When it comes to the tangled web that is your personal social network (the offline one as well as your online network of friends), how do you go about announcing your divorce? Breaking the news is different, of course, depending on whether you’re talking to your parents, your coworkers, casual acquaintances, the kids’ teachers, or that nosy next door neighbor — but how do you do it? Consider this triage approach to spreading the news.
1. Your children: Even before your parents or best friend, once you know for sure that you and you are partner are going through with divorce or separation, it’s important for your children to hear the news first. For specifics on how to approach this touchy subject with a child, check out our recent blog “How to Talk to Children About Divorce.”
2. Your Inner Circle: This includes parents, close friends and relatives, spiritual advisors, your therapist or doctor, and anyone else you consider a member of your support team (your divorce lawyer hopefully already knows your intent). Depending on the relationship you have with those closest to you — and their geographic proximity, face-to-face conversations or a phone call (with ample time blocked out for it) may be best.
3. Teachers, Coaches, Guidance Counselors: Anyone who works closely with your kids should be made aware of change at home, especially if this includes a change of address or custody arrangements. A letter or email is often best because it gives you the space and time to make sure you are being very clear about details such as who is now allowed to pick up your child. Make a note in the letter to keep the news confidential and ask what other information the school requires.
4. Your Workplace: In general, it’s often best to inform your boss first, before the office grapevine does the job for you. Wait until a day when you are calm and together to break the news and keep it short and to the point. After this, go to personnel and do all the required paperwork to change your address and benefit information. Then, as you see fit, share the news with your co-workers. Depending on the dynamics of your workplace, telling a certain well-placed co-worker is probably enough to make sure everyone knows by the end of the day.
5. Neighbors: If you are on familiar, friendly terms with your neighbors (ie, you’ve watched each others homes when you’ve been on vacation and you generally find them trustworthy), let them know about your change in living arrangements once the matter has been firmly decided. You don’t need a concerned neighbor calling the police because she sees your spouse on the premises when, unbeknownst to her, the two of you reconciled — only spread the news when the divorce or separation is a done deal.

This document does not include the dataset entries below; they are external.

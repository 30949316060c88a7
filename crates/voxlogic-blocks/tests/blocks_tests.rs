use voxlogic_blocks::{Block, Color, Face, FaceMask, GateKind, Logic, ModelId, Orientation};

#[test]
fn face_bits_follow_planar_then_vertical_order() {
    let bits: Vec<u8> = Face::ALL.iter().map(|f| f.bit()).collect();
    assert_eq!(bits, vec![1, 2, 4, 8, 16, 32]);
    assert_eq!(Face::from_index(3), Some(Face::PosX));
    assert_eq!(Face::from_index(6), None);
}

#[test]
fn opposite_faces_have_negated_deltas() {
    for f in Face::ALL {
        let (dx, dy, dz) = f.delta();
        assert_eq!(f.opposite().delta(), (-dx, -dy, -dz));
        assert_eq!(f.opposite().opposite(), f);
        assert_eq!(f.opposite().axis(), f.axis());
        assert_eq!(Face::from_axis(f.axis(), f.is_positive()), f);
    }
}

#[test]
fn face_mask_set_get_and_truncation() {
    let mut m = FaceMask::EMPTY;
    m.set(Face::PosY, true);
    m.set(Face::NegZ, true);
    assert!(m.get(Face::PosY));
    assert!(m.get(Face::NegZ));
    assert!(!m.get(Face::PosX));
    assert_eq!(m.count(), 2);
    m.set(Face::PosY, false);
    assert_eq!(m.bits(), 1);
    assert_eq!(FaceMask::new(0xFF), FaceMask::ALL);
    assert_eq!(!FaceMask::PLANAR, FaceMask::from_faces(&[Face::NegY, Face::PosY]));
    let faces: Vec<Face> = FaceMask::new(0b101010).faces().collect();
    assert_eq!(faces, vec![Face::NegX, Face::PosX, Face::PosY]);
}

#[test]
fn orientation_components_wrap() {
    let o = Orientation::new(5, 6, 7);
    assert_eq!((o.roll(), o.pitch(), o.yaw()), (1, 2, 3));
    assert_eq!(o.turned_yaw().yaw(), 0);
    assert_eq!(o.turned_roll().roll(), 2);
    assert_eq!(Orientation::IDENTITY.index(), 0);
    let all: Vec<Orientation> = Orientation::search_order().collect();
    assert_eq!(all.len(), 64);
    assert_eq!(all[1], Orientation::new(0, 0, 1));
    assert_eq!(all[4], Orientation::new(0, 1, 0));
    assert_eq!(all[16], Orientation::new(1, 0, 0));
    let mut idx: Vec<usize> = all.iter().map(|o| o.index()).collect();
    idx.sort_unstable();
    idx.dedup();
    assert_eq!(idx.len(), 64);
}

#[test]
fn gate_kind_ids_roundtrip_and_cycle() {
    for (i, k) in GateKind::ALL.iter().enumerate() {
        assert_eq!(k.id(), i);
        assert_eq!(GateKind::from_id(i), Some(*k));
    }
    assert_eq!(GateKind::from_id(14), None);
    assert_eq!(GateKind::ColorOutput.next(), GateKind::Wire);
    assert_eq!(GateKind::Wire.next(), GateKind::Bridge);
}

#[test]
fn block_constructors() {
    assert!(!Block::AIR.active);
    assert_eq!(Block::default(), Block::AIR);
    let s = Block::solid(Color::rgb(10, 20, 30));
    assert!(s.occludes());
    let m = Block::with_model(ModelId(3));
    assert!(m.active && m.has_model() && !m.occludes());
    let l = Block::with_logic(Logic::new(GateKind::Not));
    assert!(l.active && l.logic.is_some() && l.model.is_none());
    assert_eq!(m.color, Color::GATE);
    assert_eq!(l.color, Color::GATE);
    assert!(!Color::GATE.is_clear());
    assert_eq!(Block::from_color(Color::CLEAR), Block::AIR);
    assert!(Block::from_color(Color::new(0, 0, 0, 1)).active);
}

#[test]
fn color_helpers() {
    assert!(Color::CLEAR.is_clear());
    assert!(!Color::BLACK.is_clear());
    assert_eq!(Color::WHITE.darkened(), Color::rgb(192, 192, 192));
    assert_eq!(Color::from_bytes([1, 2, 3, 4]).to_bytes(), [1, 2, 3, 4]);
    let [r, g, b] = Color::rgb(255, 0, 51).to_rgb_f32();
    assert_eq!((r, g), (1.0, 0.0));
    assert!((b - 0.2).abs() < 1e-6);
}

#[test]
fn config_values_deserialize() {
    #[derive(serde::Deserialize)]
    struct Palette {
        floor: Color,
        gate: GateKind,
    }
    let p: Palette = toml::from_str(
        "gate = \"connect3_bidirectional\"\n[floor]\nr = 1\ng = 2\nb = 3\na = 255\n",
    )
    .unwrap();
    assert_eq!(p.floor, Color::rgb(1, 2, 3));
    assert_eq!(p.gate, GateKind::Connect3Bidirectional);
}
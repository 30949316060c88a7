use std::hash::BuildHasher;
use std::path::Path;

use hashbrown::HashMap;
use hashbrown::hash_map::DefaultHashBuilder;
use voxlogic_blocks::ModelId;
use voxlogic_chunk::{BlockGrid, CHUNK_SIZE, Mesh};
use voxlogic_geom::Vec3;

use crate::MeshBuild;
use crate::greedy::mesh_greedy;

/// Custom block geometry: a chunk-shaped grid and its prerendered triangles.
#[derive(Clone, Debug)]
pub struct Model {
    grid: BlockGrid,
    mesh: Mesh,
}

impl Model {
    /// Renders `grid` at unit scale. Model blocks inside it must already be in `store`.
    pub fn build(grid: BlockGrid, store: &ModelStore) -> Self {
        let mut out = MeshBuild::default();
        mesh_greedy(&grid, store, Vec3::ZERO, 1.0, &mut out);
        Self {
            grid,
            mesh: out.into_mesh(),
        }
    }

    #[inline]
    pub fn grid(&self) -> &BlockGrid {
        &self.grid
    }

    #[inline]
    pub fn mesh(&self) -> &Mesh {
        &self.mesh
    }

    /// This model's grid turned `turns` quarter turns about +Y.
    pub fn rotated(&self, turns: u8) -> BlockGrid {
        rotate_grid(&self.grid, turns)
    }

    /// Position floats this model adds to a chunk mesh per instance.
    #[inline]
    pub fn point_count(&self) -> usize {
        self.mesh.float_count()
    }
}

/// Contents of `grid` turned `turns` quarter turns about +Y.
pub fn rotate_grid(grid: &BlockGrid, turns: u8) -> BlockGrid {
    let last = CHUNK_SIZE - 1;
    let mut out = BlockGrid::new();
    for x in 0..CHUNK_SIZE {
        for y in 0..CHUNK_SIZE {
            for z in 0..CHUNK_SIZE {
                let (sx, sz) = match turns & 3 {
                    0 => (x, z),
                    1 => (last - z, x),
                    2 => (last - x, last - z),
                    _ => (z, last - x),
                };
                out.set(x, y, z, *grid.get(sx, y, sz));
            }
        }
    }
    out
}

/// Arena of models addressed by [`ModelId`]; identical grids share one entry.
#[derive(Default)]
pub struct ModelStore {
    models: Vec<Model>,
    by_hash: HashMap<u64, Vec<ModelId>>,
    hasher: DefaultHashBuilder,
}

impl ModelStore {
    pub fn new() -> Self {
        Self::default()
    }

    #[inline]
    pub fn get(&self, id: ModelId) -> Option<&Model> {
        self.models.get(id.0 as usize)
    }

    #[inline]
    pub fn len(&self) -> usize {
        self.models.len()
    }

    #[inline]
    pub fn is_empty(&self) -> bool {
        self.models.is_empty()
    }

    /// Builds and stores a model for `grid`, or returns the id of an identical one.
    pub fn insert(&mut self, grid: BlockGrid) -> ModelId {
        let h = self.hasher.hash_one(&grid);
        if let Some(ids) = self.by_hash.get(&h) {
            for id in ids {
                if self.models[id.0 as usize].grid == grid {
                    return *id;
                }
            }
        }
        let model = Model::build(grid, self);
        let id = ModelId(self.models.len() as u32);
        self.models.push(model);
        self.by_hash.entry(h).or_default().push(id);
        id
    }

    /// Stores the quarter-turn variant of an existing model.
    pub fn insert_rotated(&mut self, id: ModelId, turns: u8) -> Option<ModelId> {
        let grid = self.get(id)?.rotated(turns);
        Some(self.insert(grid))
    }

    /// Reads a grid file and stores it as a model.
    pub fn load(&mut self, path: impl AsRef<Path>) -> Result<ModelId, voxlogic_io::RleError> {
        let grid = voxlogic_io::load_grid(path)?;
        Ok(self.insert(grid))
    }
}
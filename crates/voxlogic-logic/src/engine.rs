use std::sync::Arc;
use std::time::{Duration, Instant};

use voxlogic_blocks::{Face, FaceMask};
use voxlogic_chunk::{BlockRef, World};

use crate::GateModels;
use crate::rotate::{rotate_inputs, rotate_outputs};
use crate::tables::truth;

/// Counters for one simulation step.
#[derive(Clone, Copy, Debug, Default, PartialEq, Eq)]
pub struct TickStats {
    /// Logic blocks evaluated.
    pub evaluated: usize,
    /// Chunks that became dirty during the step.
    pub dirtied: usize,
    pub elapsed: Duration,
}

/// Synchronous two-phase circuit simulation over a [`World`].
///
/// Each tick first evaluates every logic block from its current inputs, then latches
/// new inputs from the neighbors' outputs, so a signal moves one block per tick.
pub struct SimulationEngine {
    models: Arc<GateModels>,
    ticks: u64,
    refs: Vec<BlockRef>,
    latched: Vec<FaceMask>,
}

impl SimulationEngine {
    pub fn new(models: Arc<GateModels>) -> Self {
        Self {
            models,
            ticks: 0,
            refs: Vec::new(),
            latched: Vec::new(),
        }
    }

    /// Ticks completed so far.
    #[inline]
    pub fn ticks(&self) -> u64 {
        self.ticks
    }

    #[inline]
    pub fn models(&self) -> &GateModels {
        &self.models
    }

    pub fn tick(&mut self, world: &mut World) -> TickStats {
        let t0 = Instant::now();
        self.refs = world.logic_refs();
        let dirtied = self.evaluate(world);
        self.advance(world);
        self.ticks += 1;
        TickStats {
            evaluated: self.refs.len(),
            dirtied,
            elapsed: t0.elapsed(),
        }
    }

    /// Outputs, model and transform for every logic block. Returns how many chunks
    /// were newly flagged for remeshing.
    fn evaluate(&self, world: &mut World) -> usize {
        let mut dirtied = 0;
        for &r in &self.refs {
            let block = world.get_mut(r);
            let Some(logic) = block.logic.as_mut() else {
                continue;
            };
            let canonical = rotate_inputs(logic.input, logic.orientation);
            logic.output = rotate_outputs(truth(logic.kind, canonical), logic.orientation);

            let model = Some(self.models.get(logic.kind, canonical));
            let transform = Some(logic.orientation.index() as u8);
            if block.model == model && logic.transform == transform {
                continue;
            }
            logic.transform = transform;
            block.model = model;
            if !world.chunks()[r.chunk()].dirty {
                dirtied += 1;
            }
            world.mark_dirty(r);
        }
        dirtied
    }

    fn advance(&mut self, world: &mut World) {
        self.latched.clear();
        for &r in &self.refs {
            let mut input = FaceMask::EMPTY;
            for face in Face::ALL {
                let driven = world
                    .neighbor_block(r, face)
                    .and_then(|b| b.logic)
                    .is_some_and(|n| n.output.get(face.opposite()));
                input.set(face, driven);
            }
            self.latched.push(input);
        }
        for (&r, &input) in self.refs.iter().zip(&self.latched) {
            if let Some(logic) = world.get_mut(r).logic.as_mut() {
                logic.input = input;
            }
        }
    }
}
//! Chunked voxel grid: fixed-size chunks, the world that owns them and precomputed neighbor handles.
#![forbid(unsafe_code)]

mod chunk_coord;
mod grid;
mod mesh;
mod neighbors;
mod world;

pub use chunk_coord::ChunkCoord;
pub use grid::{BlockGrid, Chunk, local_coords, local_index};
pub use mesh::{Mesh, Primitive};
pub use neighbors::{BlockRef, NeighborTable};
pub use world::{World, fill_world};

pub const LOG_CHUNK_SIZE: usize = 4;
/// Blocks per chunk edge.
pub const CHUNK_SIZE: usize = 1 << LOG_CHUNK_SIZE;
pub const CHUNK_VOLUME: usize = CHUNK_SIZE * CHUNK_SIZE * CHUNK_SIZE;
/// Edge length of one block in world units.
pub const BLOCK_WIDTH: f32 = 0.05;
pub const CHUNK_WIDTH: f32 = CHUNK_SIZE as f32 * BLOCK_WIDTH;
/// Chunks per world edge.
pub const WORLD_SIZE: usize = 6;
pub const WORLD_BLOCKS: usize = WORLD_SIZE * CHUNK_SIZE;
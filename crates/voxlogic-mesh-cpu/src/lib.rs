//! CPU meshing crate: naive and greedy chunk meshers, model instancing and chunk culling.
#![forbid(unsafe_code)]

mod greedy;
mod instance;
mod mesh_build;
mod model;
mod naive;
mod visibility;

use std::sync::Arc;
use std::time::Instant;

use serde::Deserialize;
use voxlogic_blocks::Block;
use voxlogic_chunk::{BlockGrid, Chunk, Mesh, World};
use voxlogic_geom::Vec3;

pub use greedy::mesh_greedy;
pub use mesh_build::MeshBuild;
pub use model::{Model, ModelStore, rotate_grid};
pub use naive::mesh_naive;
pub use visibility::{clip_corners_visible, is_visible};

/// Position floats emitted for a fully exposed plain cube: 6 faces, 2 triangles each.
pub const CUBE_FLOATS: usize = 6 * 2 * 3 * 3;

#[derive(Clone, Copy, Debug, Default, PartialEq, Eq, Deserialize)]
#[serde(rename_all = "snake_case")]
pub enum MeshMode {
    Naive,
    #[default]
    Greedy,
}

/// Upper bound on the position floats any mesher emits for `grid`: the model's point
/// count for model blocks, [`CUBE_FLOATS`] for every other active block.
pub fn count_chunk_size(grid: &BlockGrid, store: &ModelStore) -> usize {
    grid.blocks()
        .iter()
        .filter(|b| b.active)
        .map(|b| match b.model {
            Some(id) => store.get(id).map_or(0, Model::point_count),
            None => CUBE_FLOATS,
        })
        .sum()
}

/// Meshes `grid` into a fresh buffer with the chosen algorithm.
pub fn render_grid(
    grid: &BlockGrid,
    store: &ModelStore,
    mode: MeshMode,
    offset: Vec3,
    scale: f32,
) -> Mesh {
    let budget = count_chunk_size(grid, store);
    if budget == 0 {
        return Mesh::EMPTY;
    }
    let mut out = MeshBuild::with_capacity(budget);
    match mode {
        MeshMode::Naive => mesh_naive(grid, store, offset, scale, &mut out),
        MeshMode::Greedy => mesh_greedy(grid, store, offset, scale, &mut out),
    }
    debug_assert!(out.float_count() <= budget);
    out.into_mesh()
}

/// Chunk remeshing front end: a mesh mode plus the shared, read-only model store.
#[derive(Clone)]
pub struct Mesher {
    pub mode: MeshMode,
    models: Arc<ModelStore>,
}

impl Mesher {
    pub fn new(mode: MeshMode, models: Arc<ModelStore>) -> Self {
        Self { mode, models }
    }

    #[inline]
    pub fn models(&self) -> &ModelStore {
        &self.models
    }

    /// Chunk-local mesh; place it in the world with the chunk's model matrix.
    pub fn build_chunk_mesh(&self, chunk: &Chunk) -> Mesh {
        let t0 = Instant::now();
        let mesh = render_grid(&chunk.blocks, &self.models, self.mode, Vec3::ZERO, 1.0);
        let c = chunk.coord;
        log::debug!(
            target: "perf",
            "ms={:.3} mesh_chunk mode={:?} coord=({}, {}, {}) tris={}",
            t0.elapsed().as_secs_f64() * 1000.0,
            self.mode,
            c.cx,
            c.cy,
            c.cz,
            mesh.triangle_count()
        );
        mesh
    }

    /// Regenerates `chunk`'s mesh, replacing the previous one, and clears its dirty flag.
    pub fn render_chunk(&self, chunk: &mut Chunk) {
        let mesh = self.build_chunk_mesh(chunk);
        chunk.replace_mesh(mesh);
    }

    /// Replaces one block and remeshes its chunk before returning. Neighbor wiring is
    /// unaffected. Returns the previous block, or `None` outside the world.
    pub fn set_block(
        &self,
        world: &mut World,
        x: i32,
        y: i32,
        z: i32,
        block: Block,
    ) -> Option<Block> {
        let r = world.block_ref(x, y, z)?;
        let old = world.replace(r, block);
        let chunk = &mut world.chunks_mut()[r.chunk()];
        self.render_chunk(chunk);
        Some(old)
    }

    /// Remeshes every dirty chunk on the calling thread; returns how many were rebuilt.
    pub fn remesh_dirty(&self, world: &mut World) -> usize {
        let t0 = Instant::now();
        let mut n = 0;
        for chunk in world.chunks_mut().iter_mut().filter(|c| c.dirty) {
            self.render_chunk(chunk);
            n += 1;
        }
        if n > 0 {
            log::info!(
                target: "perf",
                "ms={} remesh_dirty chunks={} mode={:?}",
                t0.elapsed().as_millis(),
                n,
                self.mode
            );
        }
        n
    }
}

6. Facebook and Twitter: It’s a great way to disseminate information quickly, but don’t even think about changing your relationship status on Facebook from married to single (or “it’s complicated”) — or tweeting news of your divorce — until you are ready for the entire world to know. And don’t be a flip flopper. And when you do post something, keep in mind that any bashing of your spouse on social media could come back to haunt you! If you are unsure about your divorce plans, consider leaving the relationship status part of online profiles blank until you know your next move.
Fun Fact: Really want to make a splash announcing your split? Right next to the New York Sunday Times’ famous “Weddings & Celebrations” section is a new section that runs recent divorce announcements. All the news that’s fit to print? Your news may just fit the bill.